Nato nel 1930, allievo fedele e inventivo di Giacomo Debenedetti, Walter Pedullà è uno dei critici più vitali della sua generazione (nello stesso anno sono nati Baldacci, Sanguineti, Citati). Ma quanto a energia e ottimismo, Pedullà non teme confronti. La sua scrittura con gli anni è diventata sempre più veloce, mobile, ludica. Nella sua ultima raccolta di scritti, Il vecchio che avanza (edizioni Ponte Sisto) troviamo letteratura, stili della politica e politica degli stili, idee, paradossi e funambolismi ermeneutici, nuovi autori e classici del Novecento. La mente di Pedullà è così impregnata di Novecento, così intrinseca e connaturata al Novecento, che nella sua critica questo secolo smette di essere un oggetto di discorso, per diventare la fisiologia, il respiro di tutte le sue riflessioni.

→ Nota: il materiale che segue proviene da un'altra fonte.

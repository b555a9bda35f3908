//! Revision and file-revision models.

use bitflags::bitflags;
use serde::Deserialize;
use serde_json::Value;
use tokio_util::sync::CancellationToken;

use crate::error::{Error, Result};
use crate::page::WikiPageStub;
use crate::req::query::QueryBuilder;
use crate::req::RequestMessage;
use crate::res::upgrade_legacy_pages;
use crate::site::Site;
use crate::types::MwTimestamp;

bitflags! {
    pub struct RevisionFlags: u8 {
        const MINOR     = 1 << 0;
        const BOT       = 1 << 1;
        const NEW       = 1 << 2;
        const ANONYMOUS = 1 << 3;
    }
}

bitflags! {
    /// Fields the server suppressed (revision deletion).
    pub struct RevisionHiddenFields: u8 {
        const USER    = 1 << 0;
        const COMMENT = 1 << 1;
        const CONTENT = 1 << 2;
    }
}

impl Default for RevisionFlags {
    fn default() -> Self {
        Self::empty()
    }
}

impl Default for RevisionHiddenFields {
    fn default() -> Self {
        Self::empty()
    }
}

/// One revision of a page.
#[derive(Debug, Clone)]
pub struct Revision {
    pub id: u64,
    pub parent_id: u64,
    pub page: WikiPageStub,
    pub timestamp: Option<MwTimestamp>,
    pub user_name: Option<String>,
    pub user_id: Option<u64>,
    pub comment: Option<String>,
    pub content_model: Option<String>,
    pub sha1: Option<String>,
    pub content_length: Option<u64>,
    pub tags: Vec<String>,
    pub flags: RevisionFlags,
    pub hidden: RevisionHiddenFields,
    pub content: Option<String>,
}

// `QueryModule::Item` requires `DeserializeOwned`, but `Revision` is always
// built via `ApiRevision::into_revision` (see `RevisionHistory::extract`,
// which overrides the trait's default extraction and never goes through
// this impl).
impl<'de> Deserialize<'de> for Revision {
    fn deserialize<D>(_deserializer: D) -> std::result::Result<Self, D::Error>
    where
        D: serde::Deserializer<'de>,
    {
        Err(serde::de::Error::custom(
            "Revision is not deserialized directly; use ApiRevision::into_revision",
        ))
    }
}

/// The revision shape on the wire, both with and without `rvslots`.
#[derive(Deserialize, Debug, Default)]
pub(crate) struct ApiRevision {
    #[serde(default)]
    pub revid: u64,
    #[serde(default)]
    pub parentid: u64,
    pub timestamp: Option<MwTimestamp>,
    pub user: Option<String>,
    pub userid: Option<u64>,
    pub comment: Option<String>,
    pub contentmodel: Option<String>,
    pub sha1: Option<String>,
    pub size: Option<u64>,
    #[serde(default)]
    pub tags: Vec<String>,
    #[serde(default)]
    pub minor: bool,
    #[serde(default)]
    pub bot: bool,
    #[serde(default)]
    pub new: bool,
    #[serde(default)]
    pub anon: bool,
    #[serde(default)]
    pub userhidden: bool,
    #[serde(default)]
    pub commenthidden: bool,
    #[serde(default)]
    pub sha1hidden: bool,
    pub content: Option<String>,
    pub slots: Option<ApiSlots>,
}

#[derive(Deserialize, Debug, Default)]
pub(crate) struct ApiSlots {
    pub main: Option<ApiSlot>,
}

#[derive(Deserialize, Debug, Default)]
pub(crate) struct ApiSlot {
    pub contentmodel: Option<String>,
    pub content: Option<String>,
}

impl ApiRevision {
    pub(crate) fn into_revision(self, page: WikiPageStub) -> Revision {
        let mut flags = RevisionFlags::empty();
        for (on, flag) in [
            (self.minor, RevisionFlags::MINOR),
            (self.bot, RevisionFlags::BOT),
            (self.new, RevisionFlags::NEW),
            (self.anon, RevisionFlags::ANONYMOUS),
        ] {
            if on {
                flags |= flag;
            }
        }
        let mut hidden = RevisionHiddenFields::empty();
        for (on, flag) in [
            (self.userhidden, RevisionHiddenFields::USER),
            (self.commenthidden, RevisionHiddenFields::COMMENT),
            (self.sha1hidden, RevisionHiddenFields::CONTENT),
        ] {
            if on {
                hidden |= flag;
            }
        }
        let (slot_model, slot_content) = match self.slots.and_then(|s| s.main) {
            Some(slot) => (slot.contentmodel, slot.content),
            None => (None, None),
        };
        Revision {
            id: self.revid,
            parent_id: self.parentid,
            page,
            timestamp: self.timestamp,
            user_name: self.user,
            user_id: self.userid,
            comment: self.comment,
            content_model: slot_model.or(self.contentmodel),
            sha1: self.sha1,
            content_length: self.size,
            tags: self.tags,
            flags,
            hidden,
            content: slot_content.or(self.content),
        }
    }
}

pub(crate) const RV_PROPS: &str = "ids|timestamp|flags|comment|user|userid|contentmodel|sha1|size|tags";

/// Fetches specific revisions by id. The output preserves the input order;
/// revisions the server did not return come back as `None`. Revisions of
/// the same page share one stub value.
pub async fn fetch_revisions(
    site: &Site,
    ids: &[u64],
    fetch_content: bool,
    cancel: &CancellationToken,
) -> Result<Vec<Option<Revision>>> {
    let mut rvprop = RV_PROPS.to_owned();
    if fetch_content {
        rvprop.push_str("|content");
    }
    let mut builder = QueryBuilder::new()
        .revids(ids.iter().copied())
        .prop("revisions")
        .param("rvprop", rvprop);
    if fetch_content {
        builder = builder.param("rvslots", "main");
    }
    let mut value = site
        .invoke_value(RequestMessage::get(builder.build()), cancel)
        .await?;
    let Some(query) = value.get_mut("query") else {
        return Ok(vec![None; ids.len()]);
    };
    if site.format_version() == 1 {
        upgrade_legacy_pages(query);
    }
    let mut by_id: std::collections::HashMap<u64, Revision> = std::collections::HashMap::new();
    if let Some(pages) = query.get_mut("pages").and_then(Value::as_array_mut) {
        for page in pages {
            let stub = WikiPageStub::from_value(page);
            if let Some(revisions) = page.get_mut("revisions") {
                let revisions: Vec<ApiRevision> = serde_json::from_value(revisions.take())?;
                for rev in revisions {
                    by_id.insert(rev.revid, rev.into_revision(stub.clone()));
                }
            }
        }
    }
    Ok(ids.iter().map(|id| by_id.remove(id)).collect())
}

/// One revision of a file, from `prop=imageinfo`.
#[derive(Debug, Clone)]
pub struct FileRevision {
    pub timestamp: Option<MwTimestamp>,
    pub user_name: Option<String>,
    pub comment: Option<String>,
    pub url: Option<String>,
    pub description_url: Option<String>,
    pub size: Option<u64>,
    pub width: Option<u32>,
    pub height: Option<u32>,
    pub sha1: Option<String>,
    pub mime: Option<String>,
    pub bit_depth: Option<u32>,
    pub is_anonymous: bool,
    pub page: WikiPageStub,
}

#[derive(Deserialize, Debug, Default)]
pub(crate) struct ApiFileRevision {
    pub timestamp: Option<MwTimestamp>,
    pub user: Option<String>,
    pub comment: Option<String>,
    pub url: Option<String>,
    pub descriptionurl: Option<String>,
    pub size: Option<u64>,
    pub width: Option<u32>,
    pub height: Option<u32>,
    pub sha1: Option<String>,
    pub mime: Option<String>,
    pub bitdepth: Option<u32>,
    #[serde(default)]
    pub anon: bool,
}

impl ApiFileRevision {
    pub(crate) fn into_file_revision(self, page: WikiPageStub) -> FileRevision {
        FileRevision {
            timestamp: self.timestamp,
            user_name: self.user,
            comment: self.comment,
            url: self.url,
            description_url: self.descriptionurl,
            size: self.size,
            width: self.width,
            height: self.height,
            sha1: self.sha1,
            mime: self.mime,
            bit_depth: self.bitdepth,
            is_anonymous: self.anon,
            page,
        }
    }
}

pub(crate) const II_PROPS: &str = "timestamp|user|comment|url|size|sha1|mime|bitdepth";

/// Parse error helper shared by revision consumers.
pub(crate) fn missing_query() -> Error {
    Error::InvalidResponse("response lacks a query object".to_owned())
}
//! Builder for plain `action=query` requests (page info, revisions,
//! tokens, site/user metadata).

use std::borrow::Cow;

use crate::req::Params;
use crate::types::Limit;

/// Composes an `action=query` parameter set out of prop/list/meta modules
/// and page selectors. The module-specific parameters are appended through
/// the usual prefix convention by the callers that know them; this builder
/// only owns the shared surface.
#[derive(Default)]
pub struct QueryBuilder {
    titles: Vec<String>,
    pageids: Vec<u64>,
    revids: Vec<u64>,
    prop: Vec<&'static str>,
    list: Vec<&'static str>,
    meta: Vec<&'static str>,
    redirects: bool,
    extra: Params,
}

impl QueryBuilder {
    pub fn new() -> Self {
        Self::default()
    }

    pub fn titles<I: IntoIterator<Item = String>>(mut self, titles: I) -> Self {
        self.titles.extend(titles);
        self
    }

    pub fn pageids<I: IntoIterator<Item = u64>>(mut self, ids: I) -> Self {
        self.pageids.extend(ids);
        self
    }

    pub fn revids<I: IntoIterator<Item = u64>>(mut self, ids: I) -> Self {
        self.revids.extend(ids);
        self
    }

    pub fn prop(mut self, module: &'static str) -> Self {
        self.prop.push(module);
        self
    }

    pub fn list(mut self, module: &'static str) -> Self {
        self.list.push(module);
        self
    }

    pub fn meta(mut self, module: &'static str) -> Self {
        self.meta.push(module);
        self
    }

    /// Ask the server to resolve redirects in the title selection.
    pub fn resolve_redirects(mut self) -> Self {
        self.redirects = true;
        self
    }

    pub fn param(
        mut self,
        name: impl Into<Cow<'static, str>>,
        value: impl Into<crate::req::ParamValue>,
    ) -> Self {
        self.extra.insert(name, value);
        self
    }

    pub fn param_limit(mut self, name: impl Into<Cow<'static, str>>, limit: Limit) -> Self {
        self.extra.insert_limit(name, limit);
        self
    }

    pub fn build(self) -> Params {
        let mut params = Params::new();
        params.insert("action", "query");
        if !self.prop.is_empty() {
            params.insert("prop", join_static(&self.prop));
        }
        if !self.list.is_empty() {
            params.insert("list", join_static(&self.list));
        }
        if !self.meta.is_empty() {
            params.insert("meta", join_static(&self.meta));
        }
        if !self.titles.is_empty() {
            params.insert("titles", self.titles);
        }
        if !self.pageids.is_empty() {
            let ids: Vec<String> = self.pageids.iter().map(u64::to_string).collect();
            params.insert("pageids", ids);
        }
        if !self.revids.is_empty() {
            let ids: Vec<String> = self.revids.iter().map(u64::to_string).collect();
            params.insert("revids", ids);
        }
        if self.redirects {
            params.insert("redirects", true);
        }
        for (name, value) in self.extra.pairs {
            params.pairs.push((name, value));
        }
        params
    }
}

fn join_static(items: &[&'static str]) -> String {
    items.join("|")
}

Leggendo i libri di un tale critico si potrebbe pensare che sono tutti uguali o si somigliano troppo. Il fatto è che Walter Pedullà non tesaurizza il proprio passato, né mette una pietra sopra a quello che ha scritto. Ricomincia sempre dall'inizio. Tutto viene riformulato. Il fiume dell'interpretazione non smette mai di scorrere, sembra lo stesso ma è sempre diverso. L'essere della letteratura coincide perciò con il suo divenire. E quindi fermo, il critico, non può stare.
Ricordo gli anni in cui Pedullà manovrava una sintassi dilatata e avvolgente. Ora infila sequenze di enunciati aforistici, frasi senza virgola che non superano una riga o si prolungano in percussive catene paratattiche. I suoi autori e maestri li conosciamo: dopo Svevo e Pirandello, sono Palazzeschi, Savinio, Gadda, Debenedetti, D'Arrigo, e pochi altri: Landolfi, Campanile, Manganelli, Pagliarani. Mentre Calasso teorizzò una Letteratura Assoluta e parmenidea che incenerisce la storia, Pedullà insegue una letteratura eraclitea che si muove a zig-zag e trascina con sé alimenti di vita sempre nuovi. Critica eraclitea e danzante: per essere presenti dove il mondo, nella sua follia, continua a cambiare.